• **What you have to do**: Pick out all lines with the word "Clone" from the records that follow.

• **Supplied data**:
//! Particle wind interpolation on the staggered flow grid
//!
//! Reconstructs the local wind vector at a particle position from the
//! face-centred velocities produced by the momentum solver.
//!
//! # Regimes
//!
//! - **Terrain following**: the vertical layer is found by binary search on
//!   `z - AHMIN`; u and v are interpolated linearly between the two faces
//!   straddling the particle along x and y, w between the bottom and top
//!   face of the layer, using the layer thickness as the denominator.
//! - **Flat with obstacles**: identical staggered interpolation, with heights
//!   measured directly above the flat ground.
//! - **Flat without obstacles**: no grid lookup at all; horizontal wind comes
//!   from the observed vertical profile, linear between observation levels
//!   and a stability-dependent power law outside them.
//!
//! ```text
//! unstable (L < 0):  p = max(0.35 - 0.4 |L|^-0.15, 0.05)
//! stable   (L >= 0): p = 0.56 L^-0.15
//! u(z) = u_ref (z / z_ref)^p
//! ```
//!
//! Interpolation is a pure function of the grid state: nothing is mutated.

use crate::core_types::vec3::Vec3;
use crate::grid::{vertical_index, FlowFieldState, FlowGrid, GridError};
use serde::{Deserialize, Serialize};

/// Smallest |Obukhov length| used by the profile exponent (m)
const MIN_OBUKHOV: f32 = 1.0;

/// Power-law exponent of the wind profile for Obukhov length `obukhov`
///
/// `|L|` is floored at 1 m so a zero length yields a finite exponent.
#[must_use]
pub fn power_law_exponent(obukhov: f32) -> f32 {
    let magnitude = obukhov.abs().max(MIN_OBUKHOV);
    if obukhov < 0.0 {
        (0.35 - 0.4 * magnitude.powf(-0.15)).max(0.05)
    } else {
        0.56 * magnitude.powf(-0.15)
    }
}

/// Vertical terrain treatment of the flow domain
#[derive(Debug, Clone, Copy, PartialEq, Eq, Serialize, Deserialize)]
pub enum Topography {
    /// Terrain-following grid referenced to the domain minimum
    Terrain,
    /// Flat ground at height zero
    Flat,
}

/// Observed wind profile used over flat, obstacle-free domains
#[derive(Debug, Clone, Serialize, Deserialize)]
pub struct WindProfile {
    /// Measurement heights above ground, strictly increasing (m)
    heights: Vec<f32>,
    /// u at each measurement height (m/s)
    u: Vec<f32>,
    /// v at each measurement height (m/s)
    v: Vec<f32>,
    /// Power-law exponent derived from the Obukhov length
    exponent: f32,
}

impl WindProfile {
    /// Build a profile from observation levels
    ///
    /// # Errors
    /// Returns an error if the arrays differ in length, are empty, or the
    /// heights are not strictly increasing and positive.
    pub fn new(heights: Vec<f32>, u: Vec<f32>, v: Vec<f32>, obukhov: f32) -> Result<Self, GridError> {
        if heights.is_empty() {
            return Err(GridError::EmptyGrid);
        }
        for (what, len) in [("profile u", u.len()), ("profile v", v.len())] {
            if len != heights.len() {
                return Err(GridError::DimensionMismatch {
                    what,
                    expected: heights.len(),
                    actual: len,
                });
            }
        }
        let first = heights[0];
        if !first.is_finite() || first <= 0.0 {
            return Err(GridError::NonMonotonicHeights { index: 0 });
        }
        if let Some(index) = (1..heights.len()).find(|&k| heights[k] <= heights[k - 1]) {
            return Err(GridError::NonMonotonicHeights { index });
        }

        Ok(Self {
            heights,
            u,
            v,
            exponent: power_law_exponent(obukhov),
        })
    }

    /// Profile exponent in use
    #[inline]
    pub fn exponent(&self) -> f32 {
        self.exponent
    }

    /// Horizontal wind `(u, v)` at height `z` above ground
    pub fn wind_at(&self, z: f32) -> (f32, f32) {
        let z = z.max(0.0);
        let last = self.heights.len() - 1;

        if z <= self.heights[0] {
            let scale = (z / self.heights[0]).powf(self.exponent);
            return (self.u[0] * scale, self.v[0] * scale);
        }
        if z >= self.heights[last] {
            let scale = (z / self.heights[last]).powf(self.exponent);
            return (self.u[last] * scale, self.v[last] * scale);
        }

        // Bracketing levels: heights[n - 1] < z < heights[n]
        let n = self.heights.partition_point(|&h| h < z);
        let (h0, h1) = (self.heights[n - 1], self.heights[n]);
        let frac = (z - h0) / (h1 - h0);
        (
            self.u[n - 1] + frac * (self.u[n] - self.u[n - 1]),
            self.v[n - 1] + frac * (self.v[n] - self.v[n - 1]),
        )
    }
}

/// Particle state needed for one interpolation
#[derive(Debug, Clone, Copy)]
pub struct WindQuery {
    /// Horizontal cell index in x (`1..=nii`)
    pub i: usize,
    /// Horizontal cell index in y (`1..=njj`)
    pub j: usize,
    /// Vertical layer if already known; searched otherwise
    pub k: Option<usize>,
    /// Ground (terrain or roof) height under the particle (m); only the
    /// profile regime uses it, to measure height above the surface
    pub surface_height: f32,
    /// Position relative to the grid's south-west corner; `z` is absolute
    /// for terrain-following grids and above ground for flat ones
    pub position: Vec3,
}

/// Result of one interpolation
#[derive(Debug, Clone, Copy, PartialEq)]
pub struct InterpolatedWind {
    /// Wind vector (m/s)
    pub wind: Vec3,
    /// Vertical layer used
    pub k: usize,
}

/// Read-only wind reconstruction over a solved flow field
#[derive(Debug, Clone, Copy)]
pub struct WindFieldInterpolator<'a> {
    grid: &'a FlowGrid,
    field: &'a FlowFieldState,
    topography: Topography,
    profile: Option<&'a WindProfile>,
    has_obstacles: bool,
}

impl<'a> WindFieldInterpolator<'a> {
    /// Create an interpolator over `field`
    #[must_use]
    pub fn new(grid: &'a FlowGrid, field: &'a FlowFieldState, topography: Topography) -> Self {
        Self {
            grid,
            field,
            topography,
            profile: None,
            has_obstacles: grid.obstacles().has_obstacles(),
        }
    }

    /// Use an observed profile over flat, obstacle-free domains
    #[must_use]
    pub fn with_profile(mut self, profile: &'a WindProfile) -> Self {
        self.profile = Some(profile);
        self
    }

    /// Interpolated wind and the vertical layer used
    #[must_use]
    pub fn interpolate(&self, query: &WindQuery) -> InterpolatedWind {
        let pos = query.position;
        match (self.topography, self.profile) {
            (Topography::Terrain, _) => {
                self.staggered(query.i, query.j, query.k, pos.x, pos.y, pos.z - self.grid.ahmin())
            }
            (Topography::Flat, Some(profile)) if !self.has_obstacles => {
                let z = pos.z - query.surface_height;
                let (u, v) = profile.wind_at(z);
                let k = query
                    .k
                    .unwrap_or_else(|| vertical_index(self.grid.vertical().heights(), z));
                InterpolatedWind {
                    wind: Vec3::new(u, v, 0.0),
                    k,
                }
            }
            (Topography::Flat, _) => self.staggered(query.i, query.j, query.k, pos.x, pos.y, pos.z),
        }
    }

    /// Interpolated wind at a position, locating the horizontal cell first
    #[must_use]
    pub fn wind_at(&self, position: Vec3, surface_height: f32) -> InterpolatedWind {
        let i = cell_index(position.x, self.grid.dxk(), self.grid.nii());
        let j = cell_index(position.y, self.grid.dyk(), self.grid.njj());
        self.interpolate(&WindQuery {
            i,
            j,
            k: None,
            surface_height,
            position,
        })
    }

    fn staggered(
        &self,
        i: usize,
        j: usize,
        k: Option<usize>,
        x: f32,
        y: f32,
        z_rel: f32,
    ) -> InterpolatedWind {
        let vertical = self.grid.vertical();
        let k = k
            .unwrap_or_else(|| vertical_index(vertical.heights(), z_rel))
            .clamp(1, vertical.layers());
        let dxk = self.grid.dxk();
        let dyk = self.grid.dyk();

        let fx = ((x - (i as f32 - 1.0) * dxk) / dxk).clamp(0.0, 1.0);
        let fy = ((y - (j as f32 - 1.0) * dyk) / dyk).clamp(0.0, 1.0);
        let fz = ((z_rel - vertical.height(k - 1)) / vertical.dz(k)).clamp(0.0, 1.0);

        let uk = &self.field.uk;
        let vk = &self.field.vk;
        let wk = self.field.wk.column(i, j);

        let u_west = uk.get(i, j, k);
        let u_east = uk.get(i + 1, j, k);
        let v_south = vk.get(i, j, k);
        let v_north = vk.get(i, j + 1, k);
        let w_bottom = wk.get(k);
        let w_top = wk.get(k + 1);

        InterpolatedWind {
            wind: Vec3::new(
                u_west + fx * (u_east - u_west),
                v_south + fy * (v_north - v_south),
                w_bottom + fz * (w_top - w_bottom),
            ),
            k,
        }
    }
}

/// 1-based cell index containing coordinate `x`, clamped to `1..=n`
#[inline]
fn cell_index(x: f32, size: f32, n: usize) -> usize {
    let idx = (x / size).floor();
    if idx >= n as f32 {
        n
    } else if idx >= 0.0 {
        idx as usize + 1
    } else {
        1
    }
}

• **Written response**:
#[derive(Debug, Clone, Copy, PartialEq, Eq, Serialize, Deserialize)]
#[derive(Debug, Clone, Serialize, Deserialize)]
#[derive(Debug, Clone, Copy)]
#[derive(Debug, Clone, Copy, PartialEq)]
#[derive(Debug, Clone, Copy)]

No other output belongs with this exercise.